Revision as of 16:21, 6 February 2019

President Bolsonaro of Brazil is against differences

Brazil’s weakest people are feeling stress and fear. Kaspar Loftin writes from Brazil’s northeast.

2019-01-29T211529Z_764103972_RC1EE31705B0_RTRMADP_3_BRAZIL-PROTESTS.JPG

In Sao Paulo, Brazil, on January 29, 2019 Brazil's Homeless Workers' Movement protest for cheaper housing from the President Bolsonaro’s government,. REUTERS/Nacho Doce

Jair Bolsonaro is Brazil’s new president. In his first week he dissolved the Ministry of Culture. The Ministry of Culture worked to celebrate one of the most culturally diverse countries in the world.

Michel Temer was president before him and in his first few weeks he dissolved the Ministry of Women and the Ministry of Racial Equality. Like Temer, Bolsonaro said he dissolved the Ministry of Culture to save money.

But this shows a government that is against differences.

Raisa is an administrator in the Northeastern town of Olinda. She says Bolsonaro is a man that cannot see how privilege protects him.

A congressman for over 25 years, Jair Bolsonaro has been giving his opinions about what he, and a small, far-right group, think is ‘normal’. For him ‘normal’ means a white, heterosexual, Christian, rich male from the South. This is true only of a few people in Brazil, but they are typical of a group that has dominated the country for hundreds of years.

Bolsonaro is stopping ten years of progress for women, low-income, black, and indigenous people, and LGBTIQ groups. Raisa says the LGBTIQ community saw progress with the Workers’ Party (PT), for example, same-sex marriage in 2013. In 2016 the government of Michel Temer got rid of Workers’ Party President Dilma Rousseff, and progress on women’s and LGBTIQ rights started going backwards.
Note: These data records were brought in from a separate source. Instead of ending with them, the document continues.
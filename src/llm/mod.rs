//! Chat provider integration.
//!
//! The agent talks to a stateful chat API: each call may name the response
//! it continues from, and the provider keeps the earlier turns server-side.
//! Only the OpenAI Responses API is implemented.

pub mod openai;

pub use openai::OpenAiProvider;

use std::sync::Arc;

use async_trait::async_trait;
use secrecy::SecretString;

use crate::error::LlmError;

/// One input message.
#[derive(Debug, Clone, PartialEq, Eq)]
pub struct ChatMessage {
    pub role: Role,
    pub content: String,
}

#[derive(Debug, Clone, Copy, PartialEq, Eq)]
pub enum Role {
    System,
    User,
}

impl Role {
    pub fn as_str(self) -> &'static str {
        match self {
            Self::System => "system",
            Self::User => "user",
        }
    }
}

impl ChatMessage {
    pub fn system(content: impl Into<String>) -> Self {
        Self {
            role: Role::System,
            content: content.into(),
        }
    }

    pub fn user(content: impl Into<String>) -> Self {
        Self {
            role: Role::User,
            content: content.into(),
        }
    }
}

/// One call to the provider.
#[derive(Debug, Clone)]
pub struct ChatTurn {
    pub model: String,
    /// Continuation token from the previous turn, `None` to start fresh.
    pub previous_response_id: Option<String>,
    pub input: Vec<ChatMessage>,
}

/// Provider output for one turn.
#[derive(Debug, Clone, PartialEq, Eq)]
pub struct ChatCompletion {
    pub content: String,
    /// Continuation token for the next turn.
    pub response_id: Option<String>,
    /// Tokens billed for the turn, if the provider reported them.
    pub total_tokens: Option<u64>,
}

/// A stateful chat-completion backend.
#[async_trait]
pub trait ChatProvider: Send + Sync {
    /// Short provider name for logs and errors.
    fn name(&self) -> &str;

    async fn complete(&self, turn: ChatTurn) -> Result<ChatCompletion, LlmError>;
}

/// Configuration for creating a chat provider.
#[derive(Debug, Clone)]
pub struct LlmConfig {
    pub api_key: SecretString,
    pub base_url: String,
}

/// Create a chat provider from configuration.
pub fn create_provider(config: &LlmConfig) -> Result<Arc<dyn ChatProvider>, LlmError> {
    let provider = OpenAiProvider::new(config.api_key.clone(), &config.base_url)?;
    tracing::info!("Using OpenAI Responses API at {}", config.base_url);
    Ok(Arc::new(provider))
}

#[cfg(test)]
mod tests {
    use super::*;

    #[test]
    fn create_provider_constructs_without_network() {
        let config = LlmConfig {
            api_key: SecretString::from("sk-test"),
            base_url: "https://api.openai.com/v1".to_string(),
        };
        let provider = create_provider(&config).unwrap();
        assert_eq!(provider.name(), "openai");
    }

    #[test]
    fn message_constructors_set_role() {
        assert_eq!(ChatMessage::system("x").role, Role::System);
        assert_eq!(ChatMessage::user("y").role.as_str(), "user");
    }
}
//! Admin command execution.
//!
//! ```text
//! Received ─┬─ Malformed ─────────────▶ error + help
//!           ├─ bad password ──────────▶ "Failed to authenticate"
//!           └─ Dispatched ─┬─ help
//!                          ├─ info
//!                          ├─ set-config
//!                          └─ set-user-config
//! ```
//!
//! Field updates report one line per field. A bad field never stops the
//! others; the changed state is persisted once at the end.

use std::fmt::Write as _;
use std::sync::LazyLock;

use secrecy::{ExposeSecret, SecretString};
use tracing::{info, warn};

use crate::agent::ledger::TokenLedger;
use crate::agent::request::{
    COMMAND_MARKER, CommandFields, CommandName, CommandRequest, render_value,
};
use crate::agent::settings::{ConfigField, ConfigHandle, UserConfigUpdate, UserField};
use crate::error::{Error, FieldError};
use crate::store::{UserRecord, UserTarget};

pub const AUTH_FAILED: &str = "Failed to authenticate";

/// Payload key naming the target of `set-user-config`.
const USER_KEY: &str = "user";

static HELP_TEXT: LazyLock<String> = LazyLock::new(build_help);

/// Static usage text, generated from the field tables.
pub fn help_text() -> &'static str {
    &HELP_TEXT
}

fn build_help() -> String {
    let mut out = String::new();
    let _ = writeln!(
        out,
        "Send a message with subject \"{COMMAND_MARKER}\" and a YAML body:\n"
    );
    out.push_str("password: <admin password>\ncommand: <command>\n<field>: <value>\n\n");

    out.push_str("Commands:\n");
    for command in CommandName::ALL {
        let about = match command {
            CommandName::Help => "show this message",
            CommandName::Info => "show the config and per-user usage",
            CommandName::SetConfig => "set one or more config fields",
            CommandName::SetUserConfig => {
                "set fields for the user in \"user\" (\"*\" for all existing users)"
            }
        };
        let _ = writeln!(out, "  {:<16} {about}", command.as_str());
    }

    out.push_str("\nConfig fields:\n");
    for field in ConfigField::all() {
        let _ = writeln!(out, "  {:<21} {}", field.name(), field.describe());
    }

    out.push_str("\nUser config fields:\n");
    for field in UserField::all() {
        let _ = writeln!(out, "  {:<21} {}", field.name(), field.describe());
    }
    out
}

/// Runs admin commands against the config and the ledger.
pub struct CommandExecutor {
    admin_password: SecretString,
    config: ConfigHandle,
    ledger: TokenLedger,
}

impl CommandExecutor {
    pub fn new(admin_password: SecretString, config: ConfigHandle, ledger: TokenLedger) -> Self {
        Self {
            admin_password,
            config,
            ledger,
        }
    }

    /// Run a command and produce the reply text.
    ///
    /// Parse, auth and field problems are part of the reply. Only store
    /// failures come back as errors.
    pub async fn execute(&self, request: &CommandRequest) -> Result<String, Error> {
        let (password, command, fields) = match request {
            CommandRequest::Malformed(e) => {
                info!(error = %e, "Rejected malformed command");
                return Ok(format!("{e}\n\n{}", help_text()));
            }
            CommandRequest::Parsed {
                password,
                command,
                fields,
            } => (password, *command, fields),
        };

        if password.expose_secret() != self.admin_password.expose_secret() {
            warn!(%command, "Command failed authentication");
            return Ok(AUTH_FAILED.to_string());
        }

        info!(%command, fields = fields.len(), "Running command");
        match command {
            CommandName::Help => Ok(help_text().to_string()),
            CommandName::Info => self.info().await,
            CommandName::SetConfig => self.set_config(fields).await,
            CommandName::SetUserConfig => self.set_user_config(fields).await,
        }
    }

    async fn info(&self) -> Result<String, Error> {
        let yaml = self.config.snapshot().await.to_yaml()?;
        let users = self.ledger.users().await?;
        Ok(format!("{yaml}\n{}", render_user_table(&users)))
    }

    /// Validate and apply each field under the config write lock, then
    /// persist once.
    async fn set_config(&self, fields: &CommandFields) -> Result<String, Error> {
        let lines = self
            .config
            .update(|config| {
                let mut lines = Vec::with_capacity(fields.len());
                for (key, raw) in fields.iter() {
                    let Some(field) = ConfigField::lookup(key) else {
                        lines.push(FieldError::UnknownConfigKey(key.to_string()).to_string());
                        continue;
                    };
                    match config.validate(field, raw) {
                        Ok(value) => {
                            let before = config.display_field(field);
                            config.apply(value);
                            let after = config.display_field(field);
                            lines.push(format!("Changed {field} from \"{before}\" to \"{after}\""));
                        }
                        Err(e) => lines.push(e.to_string()),
                    }
                }
                lines
            })
            .await?;

        if lines.is_empty() {
            return Ok("No config fields given".to_string());
        }
        Ok(lines.join("\n"))
    }

    async fn set_user_config(&self, fields: &CommandFields) -> Result<String, Error> {
        let Some(raw_user) = fields.get(USER_KEY) else {
            return Ok(format!("set-user-config must have {USER_KEY} field"));
        };
        let target = UserTarget::parse(&render_value(raw_user));

        let current: Option<UserRecord> = match &target {
            UserTarget::One(email) => match self.ledger.user(email).await? {
                Some(user) => Some(user),
                None => return Ok(format!("No user \"{email}\"")),
            },
            UserTarget::All => None,
        };

        let mut update = UserConfigUpdate::default();
        let mut lines = Vec::new();
        for (key, raw) in fields.iter().filter(|(k, _)| *k != USER_KEY) {
            let Some(field) = UserField::lookup(key) else {
                lines.push(FieldError::UnknownUserKey(key.to_string()).to_string());
                continue;
            };
            match field.validate(raw) {
                Ok(value) => {
                    update.apply(value);
                    let after = update.display(field).unwrap_or_default();
                    match &current {
                        Some(user) => lines.push(format!(
                            "Changed {field} from \"{}\" to \"{after}\"",
                            field.display(user)
                        )),
                        None => lines.push(format!("Changed {field} to \"{after}\"")),
                    }
                }
                Err(e) => lines.push(e.to_string()),
            }
        }

        if let Some(limit) = update.tokens_limit {
            let changed = self.ledger.set_limit(&target, limit).await?;
            info!(user = %target, limit, changed, "Updated user token limit");
            if target == UserTarget::All {
                lines.push(format!("Updated {changed} users"));
            }
        }

        if lines.is_empty() {
            return Ok("No user config fields given".to_string());
        }
        Ok(lines.join("\n"))
    }
}

// ── User table ──────────────────────────────────────────────────────

const USER_TABLE_TITLE: &str = "User Data";
const USER_TABLE_HEADERS: [&str; 5] = ["Email", "Name", "Chat Requests", "Tokens Used", "Tokens Limit"];

/// ASCII table of user records, header row always present.
pub fn render_user_table(users: &[UserRecord]) -> String {
    let rows: Vec<[String; 5]> = users
        .iter()
        .map(|u| {
            [
                u.email.clone(),
                u.name.clone(),
                u.chat_requests.to_string(),
                u.tokens_used.to_string(),
                u.tokens_limit.to_string(),
            ]
        })
        .collect();

    let mut widths = USER_TABLE_HEADERS.map(|h| h.chars().count());
    for row in &rows {
        for (width, cell) in widths.iter_mut().zip(row) {
            *width = (*width).max(cell.chars().count());
        }
    }

    let rule = {
        let mut line = String::from("+");
        for w in &widths {
            line.push_str(&"-".repeat(w + 2));
            line.push('+');
        }
        line
    };
    let render_row = |cells: &[&str]| {
        let mut line = String::from("|");
        for (cell, w) in cells.iter().zip(&widths) {
            let pad = w - cell.chars().count();
            let _ = write!(line, " {cell}{} |", " ".repeat(pad));
        }
        line
    };

    let mut out = String::new();
    let _ = writeln!(out, "{USER_TABLE_TITLE}");
    let _ = writeln!(out, "{rule}");
    let _ = writeln!(out, "{}", render_row(&USER_TABLE_HEADERS[..]));
    let _ = writeln!(out, "{rule}");
    for row in &rows {
        let cells: Vec<&str> = row.iter().map(String::as_str).collect();
        let _ = writeln!(out, "{}", render_row(&cells));
    }
    if !rows.is_empty() {
        let _ = writeln!(out, "{rule}");
    }
    out
}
But in 2018 thousands went to the annual Pride event in the Northeast capital of Recife. The parade along the beach in Boa Viagem was a colourful celebration of the city’s LGBTIQ people.

In 2019 the atmosphere may not be the same as Bolsonaro appointed evangelical pastor Damares Alves as Human Rights Minister. Alves says, ‘Boys wear blue and girls wear pink.’

Middle-class voters liked Bolsonaro’s ideas on violent crime. But most of the violent crime is in poorer, non-white neighbourhoods.

Brazil was the last country in the Americas to stop slavery and non-white people have far lower standards of living and fewer public services. Luis is a black activist from Recife. He says Bolsonaro’s election has created a very dangerous situation for black people.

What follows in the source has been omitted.